*Your goal*.
Set down only what runs from the line containing "fn generate_dispatch_id(&self) -> DispatchId;" through the last line of the data, exactly as it reads.
:: Dataset content ::
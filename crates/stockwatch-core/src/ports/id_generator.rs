//! IdGenerator port - ID 生成の抽象化
//!
//! task id の一意性（プロセス内で再利用しない）はここで担保する。
//! テスト容易性のために trait として抽象化しています。

use ulid::Ulid;

use crate::domain::ids::{DispatchId, TaskId};
use crate::ports::Clock;

/// IdGenerator generates fresh, never-reused identifiers.
///
/// # Thread Safety
/// - `Send + Sync` を要求（複数スレッドから使える）
pub trait IdGenerator: Send + Sync {
    fn generate_task_id(&self) -> TaskId;

    fn generate_dispatch_id(&self) -> DispatchId;
}

/// UlidGenerator は ULID ベースの ID 生成器
///
/// Clock を使って現在時刻ベースの ULID を生成します。
/// これにより、テスト時に FixedClock を使って決定的な timestamp 部分を持つ
/// ID を生成できます。
pub struct UlidGenerator<C> {
    clock: C,
}

impl<C: Clock> UlidGenerator<C> {
    pub fn new(clock: C) -> Self {
        Self { clock }
    }

    fn next(&self) -> Ulid {
        let timestamp_ms = self.clock.now().timestamp_millis() as u64;
        Ulid::from_parts(timestamp_ms, rand::random())
    }
}

impl<C: Clock> IdGenerator for UlidGenerator<C> {
    fn generate_task_id(&self) -> TaskId {
        TaskId::from(self.next())
    }

    fn generate_dispatch_id(&self) -> DispatchId {
        DispatchId::from(self.next())
    }
}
:::
*Result for this task*.
    fn generate_dispatch_id(&self) -> DispatchId;
}

/// UlidGenerator は ULID ベースの ID 生成器
///
/// Clock を使って現在時刻ベースの ULID を生成します。
/// これにより、テスト時に FixedClock を使って決定的な timestamp 部分を持つ
/// ID を生成できます。
pub struct UlidGenerator<C> {
    clock: C,
}

impl<C: Clock> UlidGenerator<C> {
    pub fn new(clock: C) -> Self {
        Self { clock }
    }

    fn next(&self) -> Ulid {
        let timestamp_ms = self.clock.now().timestamp_millis() as u64;
        Ulid::from_parts(timestamp_ms, rand::random())
    }
}

impl<C: Clock> IdGenerator for UlidGenerator<C> {
    fn generate_task_id(&self) -> TaskId {
        TaskId::from(self.next())
    }

    fn generate_dispatch_id(&self) -> DispatchId {
        DispatchId::from(self.next())
    }
}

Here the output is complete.